A graph neural network-based spatial multi-omics data integration method for deciphering spatial domains

Recent advancements of spatial sequencing technologies enable measurements of transcriptomic and epigenomic profiles within the same tissue slice, providing an unprecedented opportunity to understand cellular microenvironments. However, effective approaches for the integrative analysis of such spatial multi-omics data are lacking. Here, we propose SpaMI, a graph neural network-based model which extract features by contrastive learning strategy for each omics and integrate different omics by an attention mechanism to integrate spatial multi-omics data.
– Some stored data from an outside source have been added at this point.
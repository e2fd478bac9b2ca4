//! Counters describing what the poll loop has done so far.

use serde::Serialize;

/// Poll statistics, updated once per cycle
#[derive(Debug, Clone, Default, PartialEq, Eq, Serialize)]
pub struct PollStats {
    /// Number of completed cycles (successful or not)
    pub cycles: u64,
    /// Cycles that delivered a non-empty batch
    pub batches: u64,
    /// Events delivered to the handler
    pub events: u64,
    /// Cycles that returned no events
    pub empty_polls: u64,
    /// Cycles that failed in fetch or dispatch
    pub failures: u64,
    /// Failures since the last successful cycle
    pub consecutive_failures: u32,
    /// Event discarded by the backlog skip, if any
    pub skipped_event: Option<i64>,
}

impl PollStats {
    /// Create empty stats
    pub fn new() -> Self {
        Self::default()
    }

    /// Record a cycle that delivered `count` events
    pub fn delivered(&mut self, count: usize) {
        self.cycles += 1;
        self.batches += 1;
        self.events += count as u64;
        self.consecutive_failures = 0;
    }

    /// Record a cycle that returned nothing
    pub fn empty(&mut self) {
        self.cycles += 1;
        self.empty_polls += 1;
        self.consecutive_failures = 0;
    }

    /// Record a failed cycle
    pub fn failed(&mut self) {
        self.cycles += 1;
        self.failures += 1;
        self.consecutive_failures = self.consecutive_failures.saturating_add(1);
    }
}
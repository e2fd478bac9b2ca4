//! Session registry - startup, batch routing and shutdown around one poll loop
//!
//! Startup: start hook, resolve our own identity, then start polling with
//! the session table as the batch handler. Shutdown runs once, whether it
//! was requested by an OS signal, a [`Shutdown`] handle or an explicit call:
//! stop polling, tear down every live session, run the stop hook, return.
//! The registry never exits the process itself.

use std::time::Duration;

use async_trait::async_trait;
use serde::Serialize;

use crate::clock::{Clock, SystemClock};
use crate::domain::{Cursor, Event, Identity};
use crate::error::{PollmuxError, Result};
use crate::poller::{BatchHandler, PollConfig, PollLoop, PollStats};
use crate::session::{SessionFactory, SessionStats, SessionTable};
use crate::shutdown::Shutdown;
use crate::source::EventSource;

/// Default idle eviction timeout
pub const DEFAULT_IDLE_TIMEOUT: Duration = Duration::from_secs(5 * 60);

/// Configuration for the registry and its poll loop
#[derive(Debug, Clone)]
pub struct RegistryConfig {
    pub poll: PollConfig,
    /// `None` disables idle eviction
    pub idle_timeout: Option<Duration>,
}

impl Default for RegistryConfig {
    fn default() -> Self {
        Self {
            poll: PollConfig::default(),
            idle_timeout: Some(DEFAULT_IDLE_TIMEOUT),
        }
    }
}

impl RegistryConfig {
    pub fn new(poll: PollConfig) -> Self {
        Self {
            poll,
            ..Default::default()
        }
    }

    /// Set the idle timeout (`None` disables eviction)
    pub fn with_idle_timeout(mut self, idle_timeout: Option<Duration>) -> Self {
        self.idle_timeout = idle_timeout;
        self
    }
}

/// Host hooks around the registry lifetime. Both default to no-ops.
#[async_trait]
pub trait LifecycleHooks: Send {
    /// Called before identity resolution
    async fn on_start(&mut self) -> Result<()> {
        Ok(())
    }

    /// Called last during shutdown, after every session is gone
    async fn on_stop(&mut self) -> Result<()> {
        Ok(())
    }
}

impl LifecycleHooks for () {}

/// What a registry did over its lifetime, returned when it is ready to exit.
#[derive(Debug, Clone, Serialize)]
pub struct RunSummary {
    pub identity: Option<Identity>,
    pub cursor: Cursor,
    pub poll: PollStats,
    pub sessions: SessionStats,
}

/// Owns the identifier -> session map and the poll loop feeding it.
pub struct SessionRegistry<S: EventSource, F: SessionFactory, C: Clock = SystemClock> {
    poller: PollLoop<S>,
    sessions: SessionTable<F, C>,
    shutdown: Shutdown,
    identity: Option<Identity>,
    finished: bool,
}

impl<S: EventSource, F: SessionFactory> SessionRegistry<S, F, SystemClock> {
    /// Create a registry on the wall clock
    pub fn new(source: S, factory: F, config: RegistryConfig) -> Self {
        Self::with_clock(source, factory, config, SystemClock)
    }
}

impl<S: EventSource, F: SessionFactory, C: Clock> SessionRegistry<S, F, C> {
    /// Create a registry reading time from `clock`
    pub fn with_clock(source: S, factory: F, config: RegistryConfig, clock: C) -> Self {
        Self {
            poller: PollLoop::new(source, config.poll),
            sessions: SessionTable::new(factory, clock, config.idle_timeout),
            shutdown: Shutdown::new(),
            identity: None,
            finished: false,
        }
    }

    /// Use an existing shutdown signal, e.g. one shared by several
    /// registries that shard identifiers between them
    pub fn with_shutdown(mut self, shutdown: Shutdown) -> Self {
        self.shutdown = shutdown;
        self
    }

    /// Identity resolved at startup
    pub fn identity(&self) -> Option<&Identity> {
        self.identity.as_ref()
    }

    /// Shutdown signal for this registry; triggering it stops `run`/`serve`
    pub fn shutdown_handle(&self) -> Shutdown {
        self.shutdown.clone()
    }

    pub fn cursor(&self) -> Cursor {
        self.poller.cursor()
    }

    /// Number of live sessions
    pub fn live_sessions(&self) -> usize {
        self.sessions.len()
    }

    pub fn has_session(&self, identifier: &str) -> bool {
        self.sessions.contains(identifier)
    }

    /// Borrow a live session
    pub fn session(&self, identifier: &str) -> Option<&F::Session> {
        self.sessions.get(identifier)
    }

    /// Whether the shutdown sequence has completed
    pub fn is_finished(&self) -> bool {
        self.finished
    }

    /// Route one batch to sessions and sweep idle ones.
    pub async fn on_batch(&mut self, events: &[Event]) -> Result<()> {
        self.sessions.on_batch(events).await
    }

    /// Evict idle sessions now
    pub async fn sweep(&mut self) -> Result<usize> {
        self.sessions.sweep().await
    }

    /// Remove a session by hand, calling its `on_remove`
    pub async fn remove_session(&mut self, identifier: &str) -> Result<bool> {
        self.sessions.remove(identifier).await
    }

    pub fn summary(&self) -> RunSummary {
        RunSummary {
            identity: self.identity.clone(),
            cursor: self.poller.cursor(),
            poll: self.poller.stats().clone(),
            sessions: self.sessions.stats().clone(),
        }
    }

    /// Run until Ctrl-C/SIGTERM or until the shutdown handle is triggered.
    pub async fn run<H: LifecycleHooks + ?Sized>(&mut self, hooks: &mut H) -> Result<RunSummary> {
        let listener = self.shutdown.listen_for_os_signals();
        let result = self.serve(hooks).await;
        listener.abort();
        result
    }

    /// Like [`run`](Self::run) but without OS signal handling.
    pub async fn serve<H: LifecycleHooks + ?Sized>(&mut self, hooks: &mut H) -> Result<RunSummary> {
        if let Err(e) = hooks.on_start().await {
            log::error!("Start hook failed, not polling: {}", e);
            self.shutdown(hooks).await?;
            return Err(PollmuxError::Hook(e.to_string()));
        }

        let resolved = {
            let fetch_timeout = self.poller.config().fetch_timeout;
            let resolve = tokio::time::timeout(fetch_timeout, self.poller.source().resolve_identity());
            let shutdown = self.shutdown.clone();
            tokio::select! {
                biased;
                _ = shutdown.wait() => None,
                result = resolve => Some(result),
            }
        };

        let identity = match resolved {
            Some(Ok(Ok(identity))) => identity,
            Some(Ok(Err(e))) => return self.abort_startup(hooks, e.to_string()).await,
            Some(Err(_)) => return self.abort_startup(hooks, "identity request timed out".to_string()).await,
            None => {
                log::info!("Shutdown requested during startup");
                return self.shutdown(hooks).await;
            }
        };

        log::info!("Running as {}", identity);
        self.sessions.bind_identity(identity.clone());
        self.identity = Some(identity);

        let skip_backlog = self.poller.config().skip_backlog;
        self.poller.start(skip_backlog).await;

        let bridge = {
            let poll_handle = self.poller.handle();
            let shutdown = self.shutdown.clone();
            tokio::spawn(async move {
                shutdown.wait().await;
                poll_handle.stop();
            })
        };

        if self.shutdown.is_triggered() {
            self.poller.stop();
        }
        self.poller.run(&mut self.sessions).await;
        bridge.abort();

        self.shutdown(hooks).await
    }

    async fn abort_startup<H: LifecycleHooks + ?Sized>(
        &mut self,
        hooks: &mut H,
        reason: String,
    ) -> Result<RunSummary> {
        log::error!("Failed to resolve identity, not polling: {}", reason);
        self.shutdown(hooks).await?;
        Err(PollmuxError::Identity(reason))
    }

    /// Stop polling, tear down every session, then run the stop hook.
    ///
    /// Runs at most once; later calls return the summary without side effects.
    pub async fn shutdown<H: LifecycleHooks + ?Sized>(&mut self, hooks: &mut H) -> Result<RunSummary> {
        if self.finished {
            return Ok(self.summary());
        }
        self.finished = true;
        self.shutdown.trigger();
        self.poller.stop();

        log::info!("Shutting down with {} live sessions", self.sessions.len());
        let drained = self.sessions.drain().await;
        let stopped = hooks.on_stop().await;
        log::info!("Shutdown complete at cursor {}", self.poller.cursor());

        drained?;
        stopped.map_err(|e| PollmuxError::Hook(e.to_string()))?;
        Ok(self.summary())
    }
}
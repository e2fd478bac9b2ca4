//! Domain types for pollmux
//!
//! - Event: one record pulled from the remote stream
//! - Cursor: the offset separating delivered events from pending ones
//! - Identity: who this client is, resolved once at startup

pub mod event;

pub use event::{Cursor, Event, Identity};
We applied SpaMI to both simulated data and three real spatial multi-omics datasets derived from the same tissue slices, including spatial epigenome–transcriptome and transcriptome–proteome data. By comparing SpaMI with the state-of-the-art methods on simulation and real datasets, we demonstrate the superior performance of SpaMI in identifying spatial domain and data denoising.Author summary: The rapid advancement of spatial sequencing technologies now enables the simultaneous measurement of multiple omic features within the same spot. However, high levels of data noise and inherent sparsity pose significant challenges to the effective integration of such spatial multi-omics data. To address this, we present SpaMI, a deep learning-based model designed to integrate spatial multi-omics data and produce a complementary, comprehensive representation. SpaMI incorporates a contrastive learning strategy, an attention mechanism, and cosine similarity regularization. The contrastive learning component facilitates more effective learning of modality-specific embeddings while mitigating the influence of noise, and the attention mechanism adaptively aggregates embeddings across different modalities. The resulting cell representation offers powerful support for downstream analyses such as cell clustering, spatial domain identification, and differential expression detection.